My concern regarding taxes and FBARs stems from the following: I am a freelancer, never having worked for a firm or a company, and the yearly threshold for filing taxes for freelancers is $400 (yes, four HUNDRED, not thousands, as is the case with company- or business- employed people). So, although I don't make a lot of money at all, I fear that would that automatically make me tax-filing non-compliant. There were also two years during the noughties, when I made over the equivalent of 20,000 USD during each of both years (depending on the then applicable exchange rate). Would that subject me to any five-digit yearly FBAR fines? Also, if I do happen to reach the above threshold imposed by PayPal on its users, will that qualify me as a tax infringer for failing to have filed in the past?


----------



## Nononymous

The following may or may not ease your concerns: You are currently non-compliant. You are already a "tax infringer" as far as the IRS is concerned, and you have been so for a very long time. Triggering some sort of FATCA reporting via PayPal does not change this. Now ask yourself: has your past failure to file US tax returns or FBARs caused any sort of problem for you? No it has not. So relax.

Do you have any US "exposure" - bank accounts or income sources, other assets? Do you plan to return to the US at any point in the future? If not you can easily ignore all this. On the other hand it probably won't be difficult for you to clean it up and become compliant, and if you file a 2020 return there's $1800 (possibly rising to $3200) in it for you thanks to the stimulus benefit. Given that the amounts in question are small, the risk of penalty is vanishingly small. (And penalties generally can't be collected outside the US anyway.)

I'm still not clear on the PayPal situation. How would PayPal track "earnings" - it wouldn't know what the money is for, nor what part of it constitutes taxable profits? What exactly happens when you exceed their limit for number or total amount of payments?

PS on edit: FBAR and tax filings are completely different things. Income levels have nothing to do with FBAR requirements, or penalties for failing to file FBAR forms. Conversely, bank balances have nothing to do with tax filing requirements (though interest earned most definitely does).


----------



## Nononymous

JustLurking said:


> An example of such a limit below, from Jan 8. Personally, even if I considered the risk of IRS enforcement to be non-existent, this is a good example of something I would nevertheless find "unnerving" if I were a US citizen. Happily, I am not.
> 
> German bank to close its doors to 'U.S. persons' from March, citing FATCA reporting burden: Report


Thanks for the link. Not good news that a German bank has decided to give US customers the heave-ho, though possibly this will help accelerate efforts in the EU to negotiate some sort of sanity for Accidental Americans.

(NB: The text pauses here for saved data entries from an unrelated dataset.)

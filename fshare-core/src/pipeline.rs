// fshare-core/src/pipeline.rs
use fshare_aio::extract::extract_archive_async;
use fshare_common::config::Config;
use fshare_common::error::{FshareError, Result};
use fshare_common::model::{
    BuildStrategy, CandidateFile, InstallLayout, InstalledPackage, PackageName, RepoRef,
};
use fshare_net::RepoClient;
use tracing::{debug, info, instrument, warn};

use crate::build::toolchain::{HostToolchain, Toolchain};
use crate::system::{HostFs, SystemFs};
use crate::uninstall::RemovalReport;
use crate::workspace::Workspace;
use crate::{build, detect, install, script, uninstall};

#[derive(Debug, Clone, Copy, Default)]
pub struct GetOptions {
    /// Stop after fetching: no extraction, detection, build or install.
    pub no_unzip: bool,
}

#[derive(Debug, Clone, PartialEq, Eq)]
pub enum GetOutcome {
    Installed(InstalledPackage),
    /// `install.sh` was fetched and ran successfully.
    ScriptRan,
    FetchedOnly { retrieved: Vec<CandidateFile> },
    /// The build ran but has no single output to install (Makefile).
    BuiltWithoutArtifact { strategy: BuildStrategy },
    /// No marker file was recognised.
    NoStrategy,
    /// The build succeeded but its expected output is missing.
    MissingArtifact { strategy: BuildStrategy },
}

/// Fetch → detect → build → install, plus removal and workspace cleanup.
pub struct Pipeline<T: Toolchain, F: SystemFs> {
    client: RepoClient,
    workspace: Workspace,
    layout: InstallLayout,
    toolchain: T,
    fs: F,
}

impl Pipeline<HostToolchain, HostFs> {
    pub fn from_config(config: &Config) -> Result<Self> {
        Ok(Self::new(
            RepoClient::new(config)?,
            Workspace::new(&config.workspace_dir),
            config.layout(),
            HostToolchain::new(config.toolchain_timeout),
            HostFs::new(config.use_sudo),
        ))
    }
}

impl<T: Toolchain, F: SystemFs> Pipeline<T, F> {
    pub fn new(
        client: RepoClient,
        workspace: Workspace,
        layout: InstallLayout,
        toolchain: T,
        fs: F,
    ) -> Self {
        Self {
            client,
            workspace,
            layout,
            toolchain,
            fs,
        }
    }

    pub fn workspace(&self) -> &Workspace {
        &self.workspace
    }

    pub fn layout(&self) -> &InstallLayout {
        &self.layout
    }

    pub fn toolchain(&self) -> &T {
        &self.toolchain
    }

    #[instrument(skip(self, repo, options), fields(repo = %repo))]
    pub async fn fetch_and_install(
        &self,
        repo: &RepoRef,
        options: &GetOptions,
    ) -> Result<GetOutcome> {
        self.workspace.reset()?;
        self.workspace.ensure()?;

        let retrieved = self
            .client
            .fetch(repo, self.workspace.path())
            .await
            .into_retrieved()?;
        debug!("Retrieved {:?}", retrieved.candidates());

        // Raw downloads only: install.sh is left unexecuted as well.
        if options.no_unzip {
            info!("Skipping extraction (--no-unzip)");
            return Ok(GetOutcome::FetchedOnly {
                retrieved: retrieved.candidates(),
            });
        }

        // An install script overrides detection and build.
        if retrieved.contains(CandidateFile::InstallScript) {
            return self.delegate_to_script().await;
        }

        for (candidate, path) in retrieved.archives() {
            match extract_archive_async(path, self.workspace.path()).await {
                Ok(()) => info!("Extracted {}", candidate),
                Err(e) => warn!("Bad ZIP file: {} ({})", candidate, e),
            }
        }

        info!("Using automatic language detection...");
        let strategy = detect::detect(&self.workspace);
        let package = repo.package_name();
        let artifact = build::build(&self.toolchain, &self.workspace, strategy, &package).await?;

        match (strategy, artifact) {
            (BuildStrategy::Unknown, _) => Ok(GetOutcome::NoStrategy),
            (_, Some(artifact)) => {
                let installed =
                    install::install_artifact(&self.fs, &self.layout, &artifact, &package)?;
                self.workspace.reset()?;
                Ok(GetOutcome::Installed(installed))
            }
            (strategy, None) if strategy.produces_artifact() => {
                Ok(GetOutcome::MissingArtifact { strategy })
            }
            (strategy, None) => Ok(GetOutcome::BuiltWithoutArtifact { strategy }),
        }
    }

    /// The workspace is cleared whether or not the script succeeds; a
    /// failing script is reported afterwards.
    async fn delegate_to_script(&self) -> Result<GetOutcome> {
        let result = script::run_install_script(&self.toolchain, &self.fs, &self.workspace).await;
        let cleared = self.workspace.reset();

        let status = result?;
        if !status.success() {
            if let Err(e) = cleared {
                warn!("Failed to clear workspace after install.sh: {}", e);
            }
            return Err(FshareError::ScriptFailure(status.to_string()));
        }
        cleared?;
        Ok(GetOutcome::ScriptRan)
    }

    pub fn remove(&self, package: &PackageName) -> Result<RemovalReport> {
        uninstall::remove_package(&self.fs, &self.layout, package)
    }

    pub fn reset_workspace(&self) -> Result<()> {
        self.workspace.reset()?;
        info!("Cleaning complete");
        Ok(())
    }
}
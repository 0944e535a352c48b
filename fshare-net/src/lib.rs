// fshare-net/src/lib.rs
pub mod http;
pub mod validation;

pub use http::{CandidateAttempt, FetchReport, RepoClient, RetrievedSet};
pub use validation::validate_url;
// fshare-core/src/uninstall/mod.rs

use std::fmt;
use std::path::{Path, PathBuf};

use fshare_common::error::Result;
use fshare_common::model::{InstallLayout, PackageName};
use tracing::{debug, error, info};

use crate::system::SystemFs;

/// State of one install location after a removal pass.
#[derive(Debug, Clone, PartialEq, Eq)]
pub enum PathState {
    Removed(PathBuf),
    Absent(PathBuf),
}

impl PathState {
    pub fn path(&self) -> &Path {
        match self {
            PathState::Removed(p) | PathState::Absent(p) => p,
        }
    }

    pub fn was_removed(&self) -> bool {
        matches!(self, PathState::Removed(_))
    }
}

impl fmt::Display for PathState {
    fn fmt(&self, f: &mut fmt::Formatter<'_>) -> fmt::Result {
        match self {
            PathState::Removed(p) => write!(f, "removed {}", p.display()),
            PathState::Absent(p) => write!(f, "{} not found", p.display()),
        }
    }
}

#[derive(Debug, Clone, PartialEq, Eq)]
pub struct RemovalReport {
    pub package: PackageName,
    pub binary: PathState,
    pub package_dir: PathState,
}

impl RemovalReport {
    pub fn nothing_removed(&self) -> bool {
        !self.binary.was_removed() && !self.package_dir.was_removed()
    }
}

/// Removes `bin_dir/<package>` and `share_dir/<package>`. Each location is
/// handled on its own and a missing one is reported, not treated as an error,
/// so calling this repeatedly is safe.
pub fn remove_package<F>(fs: &F, layout: &InstallLayout, package: &PackageName) -> Result<RemovalReport>
where
    F: SystemFs + ?Sized,
{
    debug!("Uninstalling {}", package);
    let binary = remove_one(fs, layout.binary_path(package.as_str()))?;
    let package_dir = remove_one(fs, layout.package_dir(package.as_str()))?;
    Ok(RemovalReport {
        package: package.clone(),
        binary,
        package_dir,
    })
}

fn remove_one<F>(fs: &F, path: PathBuf) -> Result<PathState>
where
    F: SystemFs + ?Sized,
{
    if !fs.exists(&path) {
        debug!("Not installed: {}", path.display());
        return Ok(PathState::Absent(path));
    }
    match fs.remove_path(&path) {
        Ok(true) => {
            info!("Removed {}", path.display());
            Ok(PathState::Removed(path))
        }
        Ok(false) => Ok(PathState::Absent(path)),
        Err(e) => {
            error!("Failed to remove {}: {}", path.display(), e);
            Err(e)
        }
    }
}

In at least one of the two old threads the OP was a dual citizen born outside the US so could easily avoid any banking problems by simply not identifying themselves as a US person.


----------



## RocknaHardplace

@Nononymous Regarding Paypal's income threshold policy, it seems that if you make more than 20,000 USD through sales on Paypal in a given calendar year, and/or if you make more than 200 sales of a product or service in a year, PayPal will send Form 1099-K to you and the IRS for your Paypal earnings during that year, early in the following year. And I am seriously considering working sporadically in the USA in the future, even if I don't plan on living there permanently. I've prompted several accounting agencies who do taxes for expats about my situation, and they all recommend unanimously that I file for three years of back taxes, plus 6 years of FBARs. This is why I am concerned about FBAR penalties, since I never have filed them. I remember someone on this forum telling someone else, "of course accountants would want you to file with them; they want your business". Which is another reason why I'd like your opinion about FBARs. Even if the laws don't pose a problem for me now, there's no telling if they will change in the future (maybe even not-so-distant, who knows). Here's an embarrassing confession, by the way: My entire balance in my only bank account over the last 6 years has never totalled more than 5,000 Euros. :-( I sure hope that changes this year, all the more reason to get straight with the IRS.....


Edit: according to post #4 in this thread, given my extremely low income, I won't even have to file FBARs at all. I'd just like to know where I can oficially access the information regarding this stipulation.


----------



## JustLurking

Bevdeforges said:


> Regardless of your actual nationality or whether or not you may have renounced, some banks seem to be set on being overly cautious with these things. In order to cover their own posteriors, they may elect to simply report all accounts with any sort of US "indicia" - like a customer with a US birthplace, or someone who lists a US mailing address or telephone number. If they don't want to report at all under the FATCA laws, they will just reject anyone with these sorts of "telling signs" as a customer.


I suspect that what you describe may be rare, and that things are not as bleak for ex-US citizens as you suggest. Certainly not as bleak as for still-US citizens. The situation may be ... fluid, in this case another word for 'deteriorating', but so far, at least in the UK, former US citizens don't seem to be having too many problems opening accounts at banks and other financial institutions.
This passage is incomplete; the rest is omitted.